> Brief
Could you reproduce, from the records below, everything from the line with "if self.blocker(EventKind::TechRevolution).is_none()" down to the line with "for (_, slot)", keeping both of those lines and changing nothing?

> Source data
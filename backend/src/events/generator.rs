//! Stochastic event generator
//!
//! Produces the set of economic events active in each simulated year. The
//! generator is a forward-only process: ongoing events age by one year per
//! call, so years must be requested exactly once and in increasing order.
//!
//! # Per-year algorithm
//!
//! ```text
//! 1. Age ongoing events (expire, enter aftermath, or carry over)
//! 2. Roll for war          (5%,  no war in any phase)
//! 3. Roll for downturn     (10%, no recession/depression; 30% of hits are depressions)
//! 4. Roll for boom         (8%,  no boom/recession/depression)
//! 5. Roll for disaster     (7%,  never gated, never tracked)
//! 6. Roll for tech boom    (3%,  none active)
//! 7. Roll for peace        (10%, no active war/recession/depression/peace)
//! 8. Inject scheduled scenario events whose slots are free
//! ```
//!
//! Gated rolls consume no random draw; every performed roll consumes one.
//!
//! The first aftermath year emits a copy scaled by the aftermath multiplier.
//! Later aftermath years emit the original event again. Ongoing events are
//! emitted in the order they started; a war keeps its place when it moves to
//! its WarEnd phase. Rate floors are re-applied after each event, so clamped
//! rates depend on this order.

use std::collections::{BTreeMap, HashMap};

use tracing::{debug, trace};

use crate::events::catalog;
use crate::events::handler::ScenarioEventHandler;
use crate::events::types::{EconomicEvent, EventKind, ScheduledEvent};
use crate::models::event::{Event, EventLog};
use crate::orchestrator::SimulationError;
use crate::rng::RandomSource;

const WAR_PROBABILITY: f64 = 0.05;
const DOWNTURN_PROBABILITY: f64 = 0.10;
const DEPRESSION_SHARE: f64 = 0.30;
const BOOM_PROBABILITY: f64 = 0.08;
const DISASTER_PROBABILITY: f64 = 0.07;
const TECH_REVOLUTION_PROBABILITY: f64 = 0.03;
const PEACE_DIVIDEND_PROBABILITY: f64 = 0.10;

/// An event currently occupying a slot
#[derive(Debug, Clone, PartialEq)]
pub struct OngoingEvent {
    /// Event emitted each year; only a war swaps it, for its WarEnd phase
    pub event: EconomicEvent,
    /// Active plus aftermath years left
    pub years_remaining: u32,
    pub in_aftermath: bool,
    /// Start sequence number; ongoing events are aged and emitted in this order
    pub started: u64,
}

/// Generates the events for each simulated year
pub struct EventGenerator<R: RandomSource> {
    rng: R,
    /// Slot → active record; at most one record per slot
    ongoing: BTreeMap<EventKind, OngoingEvent>,
    next_start: u64,
    /// Instance key → year index of first appearance
    first_seen: HashMap<String, usize>,
    scenarios: ScenarioEventHandler,
    last_year: Option<usize>,
    log: EventLog,
}

impl<R: RandomSource> EventGenerator<R> {
    /// Create a generator drawing from `rng`
    ///
    /// # Example
    /// ```
    /// use fiscal_simulator_core_rs::{EventGenerator, RngManager};
    ///
    /// let mut generator = EventGenerator::new(RngManager::new(12345));
    /// let first = generator.events_for_year(0).unwrap();
    /// let second = generator.events_for_year(1).unwrap();
    /// assert!(generator.events_for_year(1).is_err());
    /// # let _ = (first, second);
    /// ```
    pub fn new(rng: R) -> Self {
        Self {
            rng,
            ongoing: BTreeMap::new(),
            next_start: 0,
            first_seen: HashMap::new(),
            scenarios: ScenarioEventHandler::default(),
            last_year: None,
            log: EventLog::new(),
        }
    }

    /// Attach scheduled scenario events
    pub fn with_scenarios(mut self, scenarios: Vec<ScheduledEvent>) -> Self {
        self.scenarios = ScenarioEventHandler::new(scenarios);
        self
    }

    /// Events active in `year`, with year-relative descriptions
    ///
    /// # Errors
    ///
    /// `YearOutOfOrder` when `year` is not strictly greater than the previous
    /// request. The generator state is left untouched in that case.
    pub fn events_for_year(&mut self, year: usize) -> Result<Vec<EconomicEvent>, SimulationError> {
        if let Some(last) = self.last_year {
            if year <= last {
                return Err(SimulationError::YearOutOfOrder {
                    requested: year,
                    last,
                });
            }
        }
        self.last_year = Some(year);

        // (event, is a brand-new instance)
        let mut emitted: Vec<(EconomicEvent, bool)> = Vec::new();

        self.advance_ongoing(year, &mut emitted);

        if self.blocker(EventKind::WarStart).is_none() && self.rng.chance(WAR_PROBABILITY) {
            let war = catalog::war(&mut self.rng);
            self.start(year, war, &mut emitted);
        }

        if self.blocker(EventKind::Recession).is_none() && self.rng.chance(DOWNTURN_PROBABILITY) {
            let downturn = if self.rng.chance(DEPRESSION_SHARE) {
                catalog::depression(&mut self.rng)
            } else {
                catalog::recession(&mut self.rng)
            };
            self.start(year, downturn, &mut emitted);
        }

        if self.blocker(EventKind::EconomicBoom).is_none() && self.rng.chance(BOOM_PROBABILITY) {
            let boom = catalog::economic_boom(&mut self.rng);
            self.start(year, boom, &mut emitted);
        }

        if self.rng.chance(DISASTER_PROBABILITY) {
            let disaster = catalog::natural_disaster(&mut self.rng);
            self.start(year, disaster, &mut emitted);
        }

        if self.blocker(EventKind::TechRevolution).is_none()
            && self.rng.chance(TECH_REVOLUTION_PROBABILITY)
        {
            let tech = catalog::tech_revolution(&mut self.rng);
            self.start(year, tech, &mut emitted);
        }

        if self.blocker(EventKind::PeaceDividend).is_none()
            && self.rng.chance(PEACE_DIVIDEND_PROBABILITY)
        {
            let peace = catalog::peace_dividend(&mut self.rng);
            self.start(year, peace, &mut emitted);
        }

        self.inject_scenarios(year, &mut emitted);

        let mut events = Vec::with_capacity(emitted.len());
        for (event, fresh) in emitted {
            events.push(self.decorate(year, event, fresh));
        }
        trace!(year, num_events = events.len(), "events generated");
        Ok(events)
    }

    /// Age every ongoing event by one year
    ///
    /// Records are visited in start order. Slot changes are collected during
    /// the pass and applied afterwards.
    fn advance_ongoing(&mut self, year: usize, emitted: &mut Vec<(EconomicEvent, bool)>) {
        let mut expired = Vec::new();
        let mut war_ended = false;

        let mut order: Vec<(u64, EventKind)> = self
            .ongoing
            .iter()
            .map(|(slot, record)| (record.started, *slot))
            .collect();
        order.sort_unstable();

        for (_, slot) in order {
            let Some(record) = self.ongoing.get_mut(&slot) else {
                continue;
            };
            record.years_remaining = record.years_remaining.saturating_sub(1);

            if record.years_remaining == 0 {
                expired.push(slot);
                continue;
            }

            if record.years_remaining == record.event.aftermath_duration && !record.in_aftermath {
                record.in_aftermath = true;

                if slot == EventKind::WarOngoing {
                    let war_name = record.event.name.clone();
                    let war_end = catalog::war_end(&war_name);
                    debug!(year, war = %war_name, "war ended");
                    self.log.log(Event::WarEnded { year, war_name });
                    record.event = war_end.clone();
                    emitted.push((war_end, true));
                    war_ended = true;
                } else {
                    let multiplier = record.event.aftermath_multiplier;
                    debug!(year, kind = %slot, name = %record.event.name, multiplier, "aftermath began");
                    self.log.log(Event::AftermathBegan {
                        year,
                        kind: slot,
                        name: record.event.name.clone(),
                        multiplier,
                    });
                    emitted.push((record.event.with_scaled_impacts(multiplier), false));
                }
            } else {
                emitted.push((record.event.clone(), false));
            }
        }

        for slot in expired {
            if let Some(record) = self.ongoing.remove(&slot) {
                debug!(year, kind = %slot, name = %record.event.name, "event expired");
                self.first_seen.remove(&record.event.instance_key());
                self.log.log(Event::EventExpired {
                    year,
                    kind: slot,
                    name: record.event.name,
                });
            }
        }

        if war_ended {
            if let Some(record) = self.ongoing.remove(&EventKind::WarOngoing) {
                self.ongoing.insert(EventKind::WarEnd, record);
            }
        }
    }

    /// Register a brand-new event and emit it for this year
    fn start(&mut self, year: usize, event: EconomicEvent, emitted: &mut Vec<(EconomicEvent, bool)>) {
        debug!(
            year,
            kind = %event.kind,
            name = %event.name,
            duration = event.duration,
            aftermath = event.aftermath_duration,
            "event started"
        );
        self.log.log(Event::EventStarted {
            year,
            kind: event.kind,
            name: event.name.clone(),
            duration: event.duration,
            aftermath_duration: event.aftermath_duration,
        });

        if event.kind != EventKind::NaturalDisaster {
            self.ongoing.insert(
                event.kind.slot(),
                OngoingEvent {
                    event: event.clone(),
                    years_remaining: event.total_duration(),
                    in_aftermath: false,
                    started: self.next_start,
                },
            );
            self.next_start += 1;
        }
        emitted.push((event, true));
    }

    fn inject_scenarios(&mut self, year: usize, emitted: &mut Vec<(EconomicEvent, bool)>) {
        let due: Vec<_> = self
            .scenarios
            .events_for_year(year)
            .into_iter()
            .cloned()
            .collect();

        for scenario in due {
            if let Some(blocked_by) = self.blocker(scenario.kind) {
                debug!(year, kind = %scenario.kind, blocked_by = %blocked_by, "scenario event skipped");
                self.log.log(Event::ScenarioSkipped {
                    year,
                    kind: scenario.kind,
                    blocked_by,
                });
                continue;
            }

            let Some(mut event) = catalog::for_kind(scenario.kind, &mut self.rng) else {
                continue;
            };
            event.impact = event.impact.scaled(scenario.severity);

            self.log.log(Event::ScenarioInjected {
                year,
                kind: event.kind,
                name: event.name.clone(),
            });
            self.start(year, event, emitted);
        }
    }

    /// First active slot preventing a new event of `kind` from starting
    fn blocker(&self, kind: EventKind) -> Option<EventKind> {
        kind.blocking_slots()
            .iter()
            .copied()
            .find(|slot| self.ongoing.contains_key(slot))
    }

    /// Rewrite the description relative to the instance's first year
    fn decorate(&mut self, year: usize, event: EconomicEvent, fresh: bool) -> EconomicEvent {
        let key = event.instance_key();
        if fresh {
            self.first_seen.insert(key, year);
        }
        let first = *self.first_seen.entry(event.instance_key()).or_insert(year);

        let k = (year - first) as u32;
        let duration = event.duration;
        let aftermath = event.aftermath_duration;

        let description = if k == 0 {
            if aftermath > 0 {
                format!(
                    "{} ({} year event with {} year aftermath)",
                    event.description, duration, aftermath
                )
            } else if duration > 1 {
                format!("{} ({} year event)", event.description, duration)
            } else {
                return event;
            }
        } else if k < duration {
            format!("(Year {} of {})", k + 1, duration)
        } else if k < duration + aftermath {
            format!("(Aftermath year {} of {})", k - duration + 1, aftermath)
        } else {
            return event;
        };

        event.with_description(description)
    }

    // ========================================================================
    // Accessors
    // ========================================================================

    /// Active records keyed by slot
    pub fn ongoing(&self) -> &BTreeMap<EventKind, OngoingEvent> {
        &self.ongoing
    }

    /// Whether a slot currently holds an event
    pub fn is_active(&self, slot: EventKind) -> bool {
        self.ongoing.contains_key(&slot)
    }

    /// Lifecycle entries logged since the last drain
    pub fn log(&self) -> &EventLog {
        &self.log
    }

    /// Take the pending lifecycle entries, leaving the internal log empty
    pub fn drain_log(&mut self) -> EventLog {
        std::mem::take(&mut self.log)
    }

    /// Last year index generated, if any
    pub fn last_year(&self) -> Option<usize> {
        self.last_year
    }
}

> Response to the exercise
        if self.blocker(EventKind::TechRevolution).is_none()
            && self.rng.chance(TECH_REVOLUTION_PROBABILITY)
        {
            let tech = catalog::tech_revolution(&mut self.rng);
            self.start(year, tech, &mut emitted);
        }

        if self.blocker(EventKind::PeaceDividend).is_none()
            && self.rng.chance(PEACE_DIVIDEND_PROBABILITY)
        {
            let peace = catalog::peace_dividend(&mut self.rng);
            self.start(year, peace, &mut emitted);
        }

        self.inject_scenarios(year, &mut emitted);

        let mut events = Vec::with_capacity(emitted.len());
        for (event, fresh) in emitted {
            events.push(self.decorate(year, event, fresh));
        }
        trace!(year, num_events = events.len(), "events generated");
        Ok(events)
    }

    /// Age every ongoing event by one year
    ///
    /// Records are visited in start order. Slot changes are collected during
    /// the pass and applied afterwards.
    fn advance_ongoing(&mut self, year: usize, emitted: &mut Vec<(EconomicEvent, bool)>) {
        let mut expired = Vec::new();
        let mut war_ended = false;

        let mut order: Vec<(u64, EventKind)> = self
            .ongoing
            .iter()
            .map(|(slot, record)| (record.started, *slot))
            .collect();
        order.sort_unstable();

        for (_, slot) in order {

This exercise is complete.